Copy exactly the lines of the records below, and only those lines, beginning with the line that contains "pub fn credentials_file(&self)" and ending with the line that contains "use std::fmt;".

[Recorded data]
--------------------

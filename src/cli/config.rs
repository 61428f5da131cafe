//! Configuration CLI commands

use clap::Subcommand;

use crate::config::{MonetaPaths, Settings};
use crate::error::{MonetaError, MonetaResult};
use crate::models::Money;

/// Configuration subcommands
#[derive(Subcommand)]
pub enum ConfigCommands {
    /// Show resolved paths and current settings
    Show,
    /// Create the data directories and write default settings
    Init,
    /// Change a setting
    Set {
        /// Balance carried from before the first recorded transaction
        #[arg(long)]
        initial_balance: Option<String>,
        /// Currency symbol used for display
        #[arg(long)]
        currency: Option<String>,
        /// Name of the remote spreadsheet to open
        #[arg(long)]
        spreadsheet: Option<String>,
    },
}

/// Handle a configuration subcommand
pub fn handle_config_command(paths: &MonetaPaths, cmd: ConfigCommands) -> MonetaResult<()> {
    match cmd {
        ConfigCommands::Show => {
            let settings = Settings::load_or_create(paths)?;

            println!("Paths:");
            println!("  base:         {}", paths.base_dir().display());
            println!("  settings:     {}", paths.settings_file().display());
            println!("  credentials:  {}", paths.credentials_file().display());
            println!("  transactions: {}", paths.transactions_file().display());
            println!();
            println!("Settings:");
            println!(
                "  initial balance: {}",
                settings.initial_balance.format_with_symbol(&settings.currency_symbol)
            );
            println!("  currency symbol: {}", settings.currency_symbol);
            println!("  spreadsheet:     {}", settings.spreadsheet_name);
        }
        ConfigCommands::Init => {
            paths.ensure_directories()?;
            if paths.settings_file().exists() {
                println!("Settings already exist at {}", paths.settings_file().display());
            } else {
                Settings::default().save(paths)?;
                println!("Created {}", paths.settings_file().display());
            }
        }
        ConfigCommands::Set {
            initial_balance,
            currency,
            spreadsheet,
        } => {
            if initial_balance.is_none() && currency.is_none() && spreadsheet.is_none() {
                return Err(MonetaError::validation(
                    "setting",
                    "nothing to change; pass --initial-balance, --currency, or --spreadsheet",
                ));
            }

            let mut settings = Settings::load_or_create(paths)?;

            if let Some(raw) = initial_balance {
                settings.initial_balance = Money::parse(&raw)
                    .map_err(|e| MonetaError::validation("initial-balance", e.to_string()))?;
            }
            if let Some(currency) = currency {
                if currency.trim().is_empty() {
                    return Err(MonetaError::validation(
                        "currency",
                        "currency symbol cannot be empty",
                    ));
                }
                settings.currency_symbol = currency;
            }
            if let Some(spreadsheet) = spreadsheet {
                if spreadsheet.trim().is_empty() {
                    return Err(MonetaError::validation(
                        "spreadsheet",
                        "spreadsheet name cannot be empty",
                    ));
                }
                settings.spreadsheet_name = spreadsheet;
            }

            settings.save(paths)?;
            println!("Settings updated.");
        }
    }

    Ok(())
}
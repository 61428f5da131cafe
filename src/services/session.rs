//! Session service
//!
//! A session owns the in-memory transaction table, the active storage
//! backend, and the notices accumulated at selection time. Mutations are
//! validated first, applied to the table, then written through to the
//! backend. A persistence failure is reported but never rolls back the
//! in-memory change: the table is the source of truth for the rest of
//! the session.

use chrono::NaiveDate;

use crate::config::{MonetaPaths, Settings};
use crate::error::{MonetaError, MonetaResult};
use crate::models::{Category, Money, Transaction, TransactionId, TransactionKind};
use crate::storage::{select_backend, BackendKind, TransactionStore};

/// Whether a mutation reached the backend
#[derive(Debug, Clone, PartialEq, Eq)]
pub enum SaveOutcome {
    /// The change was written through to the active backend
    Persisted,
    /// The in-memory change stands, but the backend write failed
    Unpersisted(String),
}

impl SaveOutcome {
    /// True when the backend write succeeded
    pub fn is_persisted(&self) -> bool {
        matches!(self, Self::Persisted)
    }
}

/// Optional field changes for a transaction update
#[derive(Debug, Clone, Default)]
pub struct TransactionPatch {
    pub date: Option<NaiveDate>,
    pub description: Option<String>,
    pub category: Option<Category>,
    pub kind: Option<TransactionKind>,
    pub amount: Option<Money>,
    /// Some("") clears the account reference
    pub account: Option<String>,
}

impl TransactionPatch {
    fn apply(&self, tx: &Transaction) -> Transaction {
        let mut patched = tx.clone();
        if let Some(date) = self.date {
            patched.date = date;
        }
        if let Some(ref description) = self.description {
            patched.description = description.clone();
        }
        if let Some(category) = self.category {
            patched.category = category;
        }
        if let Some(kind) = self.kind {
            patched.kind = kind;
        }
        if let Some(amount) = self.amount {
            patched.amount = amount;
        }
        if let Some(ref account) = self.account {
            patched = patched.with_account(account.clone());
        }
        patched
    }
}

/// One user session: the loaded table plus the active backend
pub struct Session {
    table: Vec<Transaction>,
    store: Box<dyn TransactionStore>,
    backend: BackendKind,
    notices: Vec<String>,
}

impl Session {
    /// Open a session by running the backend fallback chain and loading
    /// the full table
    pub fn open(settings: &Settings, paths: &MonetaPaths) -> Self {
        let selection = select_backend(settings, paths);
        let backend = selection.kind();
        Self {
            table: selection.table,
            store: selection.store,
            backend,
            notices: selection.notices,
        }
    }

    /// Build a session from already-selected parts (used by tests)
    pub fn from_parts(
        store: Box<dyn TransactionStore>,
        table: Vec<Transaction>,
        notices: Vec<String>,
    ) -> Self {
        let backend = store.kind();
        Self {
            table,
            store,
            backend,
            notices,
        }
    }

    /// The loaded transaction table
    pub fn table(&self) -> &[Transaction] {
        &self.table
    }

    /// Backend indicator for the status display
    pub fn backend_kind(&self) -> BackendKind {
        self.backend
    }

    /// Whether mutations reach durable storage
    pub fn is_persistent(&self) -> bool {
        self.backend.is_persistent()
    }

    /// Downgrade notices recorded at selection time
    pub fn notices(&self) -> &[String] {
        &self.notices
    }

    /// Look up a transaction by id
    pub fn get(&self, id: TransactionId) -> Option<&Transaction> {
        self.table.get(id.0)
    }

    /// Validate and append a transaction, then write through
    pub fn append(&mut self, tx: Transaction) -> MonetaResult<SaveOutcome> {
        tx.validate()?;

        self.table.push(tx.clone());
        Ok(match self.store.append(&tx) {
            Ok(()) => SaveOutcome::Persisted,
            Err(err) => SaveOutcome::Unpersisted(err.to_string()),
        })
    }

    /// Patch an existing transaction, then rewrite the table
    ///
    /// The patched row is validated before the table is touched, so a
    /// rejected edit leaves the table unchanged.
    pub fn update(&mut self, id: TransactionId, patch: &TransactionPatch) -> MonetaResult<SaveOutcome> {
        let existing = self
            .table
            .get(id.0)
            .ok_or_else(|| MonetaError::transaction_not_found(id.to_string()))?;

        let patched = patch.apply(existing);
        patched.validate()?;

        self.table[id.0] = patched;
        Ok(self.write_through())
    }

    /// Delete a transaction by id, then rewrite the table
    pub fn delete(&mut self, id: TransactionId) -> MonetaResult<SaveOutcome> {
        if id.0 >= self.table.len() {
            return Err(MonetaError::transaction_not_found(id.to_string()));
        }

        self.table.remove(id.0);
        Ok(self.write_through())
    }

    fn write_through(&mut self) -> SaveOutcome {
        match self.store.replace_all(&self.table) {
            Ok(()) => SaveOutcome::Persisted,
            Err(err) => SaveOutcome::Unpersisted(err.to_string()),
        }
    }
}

--------------------

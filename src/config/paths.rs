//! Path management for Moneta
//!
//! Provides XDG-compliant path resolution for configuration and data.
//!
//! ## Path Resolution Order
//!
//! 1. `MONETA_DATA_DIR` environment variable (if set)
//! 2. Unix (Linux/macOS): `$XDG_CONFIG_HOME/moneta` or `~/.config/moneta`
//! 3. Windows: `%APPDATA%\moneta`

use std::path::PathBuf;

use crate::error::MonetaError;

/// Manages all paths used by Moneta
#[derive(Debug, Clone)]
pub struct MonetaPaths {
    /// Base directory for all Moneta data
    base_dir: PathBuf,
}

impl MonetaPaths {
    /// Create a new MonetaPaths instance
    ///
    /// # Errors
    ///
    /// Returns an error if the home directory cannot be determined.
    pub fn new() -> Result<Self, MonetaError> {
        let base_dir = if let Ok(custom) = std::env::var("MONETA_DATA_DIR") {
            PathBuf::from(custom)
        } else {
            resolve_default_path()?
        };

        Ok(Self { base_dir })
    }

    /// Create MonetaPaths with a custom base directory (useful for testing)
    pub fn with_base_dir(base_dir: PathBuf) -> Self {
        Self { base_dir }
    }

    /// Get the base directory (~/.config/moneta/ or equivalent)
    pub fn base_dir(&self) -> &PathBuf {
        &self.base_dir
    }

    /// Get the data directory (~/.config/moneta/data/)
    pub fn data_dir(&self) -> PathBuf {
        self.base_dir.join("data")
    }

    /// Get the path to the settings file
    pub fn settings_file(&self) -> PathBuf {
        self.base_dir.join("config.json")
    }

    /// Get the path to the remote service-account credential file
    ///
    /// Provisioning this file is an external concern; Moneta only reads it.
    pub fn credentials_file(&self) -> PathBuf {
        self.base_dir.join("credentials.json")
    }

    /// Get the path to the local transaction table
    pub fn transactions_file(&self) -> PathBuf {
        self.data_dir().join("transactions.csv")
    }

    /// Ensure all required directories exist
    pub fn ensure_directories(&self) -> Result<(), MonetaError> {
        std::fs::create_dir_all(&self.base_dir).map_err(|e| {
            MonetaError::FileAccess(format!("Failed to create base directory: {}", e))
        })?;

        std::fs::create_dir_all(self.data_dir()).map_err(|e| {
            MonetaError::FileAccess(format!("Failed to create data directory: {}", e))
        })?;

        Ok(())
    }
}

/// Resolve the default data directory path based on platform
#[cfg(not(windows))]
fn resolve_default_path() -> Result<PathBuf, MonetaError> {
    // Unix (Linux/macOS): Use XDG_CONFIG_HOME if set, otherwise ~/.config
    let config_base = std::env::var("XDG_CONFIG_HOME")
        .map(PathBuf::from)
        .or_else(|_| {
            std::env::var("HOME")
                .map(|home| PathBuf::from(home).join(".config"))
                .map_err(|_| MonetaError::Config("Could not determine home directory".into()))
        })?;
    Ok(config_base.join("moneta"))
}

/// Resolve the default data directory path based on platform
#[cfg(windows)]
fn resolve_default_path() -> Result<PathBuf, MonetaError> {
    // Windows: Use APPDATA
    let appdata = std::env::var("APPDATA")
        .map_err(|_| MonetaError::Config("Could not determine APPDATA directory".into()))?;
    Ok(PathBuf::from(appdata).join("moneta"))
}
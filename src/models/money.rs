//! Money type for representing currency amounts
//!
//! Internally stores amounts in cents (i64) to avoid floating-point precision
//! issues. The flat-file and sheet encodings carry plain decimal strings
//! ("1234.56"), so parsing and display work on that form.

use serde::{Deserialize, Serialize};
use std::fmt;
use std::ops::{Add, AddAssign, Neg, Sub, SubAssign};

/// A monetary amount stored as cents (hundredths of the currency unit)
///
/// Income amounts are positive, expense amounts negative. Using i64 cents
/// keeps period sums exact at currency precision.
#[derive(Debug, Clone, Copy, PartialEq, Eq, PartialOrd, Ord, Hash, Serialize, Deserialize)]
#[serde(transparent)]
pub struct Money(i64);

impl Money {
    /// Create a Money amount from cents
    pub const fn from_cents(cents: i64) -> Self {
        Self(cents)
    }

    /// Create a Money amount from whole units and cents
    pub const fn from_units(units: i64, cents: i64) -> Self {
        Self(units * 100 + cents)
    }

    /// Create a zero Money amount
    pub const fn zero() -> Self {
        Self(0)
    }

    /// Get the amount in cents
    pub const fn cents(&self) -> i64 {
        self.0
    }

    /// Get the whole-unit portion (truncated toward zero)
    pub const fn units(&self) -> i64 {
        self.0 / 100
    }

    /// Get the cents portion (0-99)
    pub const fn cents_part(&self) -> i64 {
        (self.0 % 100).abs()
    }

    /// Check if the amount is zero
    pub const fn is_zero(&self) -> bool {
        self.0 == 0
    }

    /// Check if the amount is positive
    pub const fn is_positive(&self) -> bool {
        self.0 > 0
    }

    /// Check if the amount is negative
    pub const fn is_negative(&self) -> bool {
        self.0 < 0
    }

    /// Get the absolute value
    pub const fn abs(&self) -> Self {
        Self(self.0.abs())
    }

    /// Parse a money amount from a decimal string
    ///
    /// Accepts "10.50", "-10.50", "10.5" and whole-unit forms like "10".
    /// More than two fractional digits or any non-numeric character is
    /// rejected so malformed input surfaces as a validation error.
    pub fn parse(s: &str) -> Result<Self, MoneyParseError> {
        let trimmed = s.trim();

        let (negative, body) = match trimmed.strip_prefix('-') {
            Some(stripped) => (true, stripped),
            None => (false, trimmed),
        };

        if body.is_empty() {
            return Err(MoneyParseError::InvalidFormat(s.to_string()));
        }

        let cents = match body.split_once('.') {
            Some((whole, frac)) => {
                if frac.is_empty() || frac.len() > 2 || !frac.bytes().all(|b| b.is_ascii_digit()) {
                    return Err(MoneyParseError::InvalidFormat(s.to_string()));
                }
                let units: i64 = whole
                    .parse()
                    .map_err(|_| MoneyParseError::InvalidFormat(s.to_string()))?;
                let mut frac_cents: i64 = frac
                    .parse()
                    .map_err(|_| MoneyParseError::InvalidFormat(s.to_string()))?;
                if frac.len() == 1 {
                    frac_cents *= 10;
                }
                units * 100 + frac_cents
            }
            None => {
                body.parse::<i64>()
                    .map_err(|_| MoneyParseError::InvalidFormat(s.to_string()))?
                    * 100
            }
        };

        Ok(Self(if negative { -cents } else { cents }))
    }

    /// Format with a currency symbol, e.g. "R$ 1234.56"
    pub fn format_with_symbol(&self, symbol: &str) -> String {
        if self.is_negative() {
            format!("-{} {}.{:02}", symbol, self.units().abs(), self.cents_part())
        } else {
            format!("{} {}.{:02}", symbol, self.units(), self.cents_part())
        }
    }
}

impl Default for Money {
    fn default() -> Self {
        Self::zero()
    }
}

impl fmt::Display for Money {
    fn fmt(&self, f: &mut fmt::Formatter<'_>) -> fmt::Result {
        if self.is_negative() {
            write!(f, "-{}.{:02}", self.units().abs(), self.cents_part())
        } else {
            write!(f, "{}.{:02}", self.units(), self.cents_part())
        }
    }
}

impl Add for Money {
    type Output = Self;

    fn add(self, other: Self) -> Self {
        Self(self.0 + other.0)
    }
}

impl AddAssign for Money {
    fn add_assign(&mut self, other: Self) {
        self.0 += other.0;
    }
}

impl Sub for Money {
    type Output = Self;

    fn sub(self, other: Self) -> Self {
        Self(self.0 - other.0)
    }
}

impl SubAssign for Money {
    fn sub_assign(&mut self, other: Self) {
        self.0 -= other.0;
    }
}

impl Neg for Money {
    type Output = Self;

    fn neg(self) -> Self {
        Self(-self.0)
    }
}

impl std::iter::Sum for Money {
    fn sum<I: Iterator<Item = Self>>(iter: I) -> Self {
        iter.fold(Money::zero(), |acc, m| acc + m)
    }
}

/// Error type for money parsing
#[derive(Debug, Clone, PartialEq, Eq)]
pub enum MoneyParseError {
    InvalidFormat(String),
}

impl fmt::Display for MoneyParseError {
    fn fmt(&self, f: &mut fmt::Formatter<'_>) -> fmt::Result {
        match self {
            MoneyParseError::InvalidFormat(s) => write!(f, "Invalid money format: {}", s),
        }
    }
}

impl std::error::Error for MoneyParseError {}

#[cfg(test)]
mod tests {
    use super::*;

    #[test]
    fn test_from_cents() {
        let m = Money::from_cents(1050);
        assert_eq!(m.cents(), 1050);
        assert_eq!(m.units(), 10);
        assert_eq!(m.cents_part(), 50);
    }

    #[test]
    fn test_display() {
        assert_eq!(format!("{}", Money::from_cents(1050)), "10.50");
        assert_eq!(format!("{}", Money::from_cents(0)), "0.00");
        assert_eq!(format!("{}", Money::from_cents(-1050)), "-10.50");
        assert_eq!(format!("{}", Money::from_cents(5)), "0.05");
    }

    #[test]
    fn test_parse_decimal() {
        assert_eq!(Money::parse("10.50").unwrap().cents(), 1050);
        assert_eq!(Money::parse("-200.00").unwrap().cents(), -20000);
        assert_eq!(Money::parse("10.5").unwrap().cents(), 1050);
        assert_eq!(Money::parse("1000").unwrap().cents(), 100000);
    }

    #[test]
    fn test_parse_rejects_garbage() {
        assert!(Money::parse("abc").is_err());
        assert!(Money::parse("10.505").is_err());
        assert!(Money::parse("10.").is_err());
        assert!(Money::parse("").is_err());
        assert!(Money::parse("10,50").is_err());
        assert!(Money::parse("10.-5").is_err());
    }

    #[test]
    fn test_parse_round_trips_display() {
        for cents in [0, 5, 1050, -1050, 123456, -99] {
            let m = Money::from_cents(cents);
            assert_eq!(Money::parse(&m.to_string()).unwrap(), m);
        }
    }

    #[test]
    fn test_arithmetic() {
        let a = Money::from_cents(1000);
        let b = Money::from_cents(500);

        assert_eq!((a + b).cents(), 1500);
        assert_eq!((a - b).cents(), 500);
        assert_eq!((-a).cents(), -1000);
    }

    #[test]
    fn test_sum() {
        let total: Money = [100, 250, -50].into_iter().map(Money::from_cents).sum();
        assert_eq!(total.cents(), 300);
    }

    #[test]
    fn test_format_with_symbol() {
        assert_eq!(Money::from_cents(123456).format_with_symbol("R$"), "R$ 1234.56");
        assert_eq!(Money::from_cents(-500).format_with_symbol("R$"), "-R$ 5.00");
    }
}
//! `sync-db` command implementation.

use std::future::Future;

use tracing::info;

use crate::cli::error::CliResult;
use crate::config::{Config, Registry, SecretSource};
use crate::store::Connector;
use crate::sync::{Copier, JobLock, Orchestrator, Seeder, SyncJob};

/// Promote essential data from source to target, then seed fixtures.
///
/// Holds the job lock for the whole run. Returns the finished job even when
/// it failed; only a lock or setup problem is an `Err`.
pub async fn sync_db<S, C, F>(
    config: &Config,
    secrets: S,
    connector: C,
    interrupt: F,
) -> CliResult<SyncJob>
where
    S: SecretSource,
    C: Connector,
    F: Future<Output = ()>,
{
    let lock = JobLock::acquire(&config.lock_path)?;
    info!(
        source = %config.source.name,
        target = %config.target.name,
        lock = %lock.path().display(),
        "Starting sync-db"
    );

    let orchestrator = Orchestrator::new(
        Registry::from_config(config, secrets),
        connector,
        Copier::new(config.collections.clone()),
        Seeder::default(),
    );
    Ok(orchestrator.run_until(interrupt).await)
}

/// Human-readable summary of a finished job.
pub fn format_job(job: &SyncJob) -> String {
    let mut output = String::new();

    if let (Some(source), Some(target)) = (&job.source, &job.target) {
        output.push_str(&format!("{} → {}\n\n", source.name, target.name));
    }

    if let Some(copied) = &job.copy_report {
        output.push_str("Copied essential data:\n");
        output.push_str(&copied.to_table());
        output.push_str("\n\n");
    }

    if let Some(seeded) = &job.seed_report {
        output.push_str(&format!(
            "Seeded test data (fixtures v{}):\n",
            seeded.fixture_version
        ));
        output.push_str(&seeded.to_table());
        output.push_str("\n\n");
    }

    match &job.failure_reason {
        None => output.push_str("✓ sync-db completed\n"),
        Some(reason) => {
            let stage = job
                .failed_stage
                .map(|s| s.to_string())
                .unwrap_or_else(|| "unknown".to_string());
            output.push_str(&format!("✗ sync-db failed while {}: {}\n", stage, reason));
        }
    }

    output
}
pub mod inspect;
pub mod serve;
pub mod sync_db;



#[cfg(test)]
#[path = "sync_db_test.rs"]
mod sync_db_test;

--------------------

• [RESULT OF THE TASK]
    pub fn credentials_file(&self) -> PathBuf {
        self.base_dir.join("credentials.json")
    }

    /// Get the path to the local transaction table
    pub fn transactions_file(&self) -> PathBuf {
        self.data_dir().join("transactions.csv")
    }

    /// Ensure all required directories exist
    pub fn ensure_directories(&self) -> Result<(), MonetaError> {
        std::fs::create_dir_all(&self.base_dir).map_err(|e| {
            MonetaError::FileAccess(format!("Failed to create base directory: {}", e))
        })?;

        std::fs::create_dir_all(self.data_dir()).map_err(|e| {
            MonetaError::FileAccess(format!("Failed to create data directory: {}", e))
        })?;

        Ok(())
    }
}

/// Resolve the default data directory path based on platform
#[cfg(not(windows))]
fn resolve_default_path() -> Result<PathBuf, MonetaError> {
    // Unix (Linux/macOS): Use XDG_CONFIG_HOME if set, otherwise ~/.config
    let config_base = std::env::var("XDG_CONFIG_HOME")
        .map(PathBuf::from)
        .or_else(|_| {
            std::env::var("HOME")
                .map(|home| PathBuf::from(home).join(".config"))
                .map_err(|_| MonetaError::Config("Could not determine home directory".into()))
        })?;
    Ok(config_base.join("moneta"))
}

/// Resolve the default data directory path based on platform
#[cfg(windows)]
fn resolve_default_path() -> Result<PathBuf, MonetaError> {
    // Windows: Use APPDATA
    let appdata = std::env::var("APPDATA")
        .map_err(|_| MonetaError::Config("Could not determine APPDATA directory".into()))?;
    Ok(PathBuf::from(appdata).join("moneta"))
}
filename src/models/money.rs
//! Money type for representing currency amounts
//!
//! Internally stores amounts in cents (i64) to avoid floating-point precision
//! issues. The flat-file and sheet encodings carry plain decimal strings
//! ("1234.56"), so parsing and display work on that form.

use serde::{Deserialize, Serialize};
use std::fmt;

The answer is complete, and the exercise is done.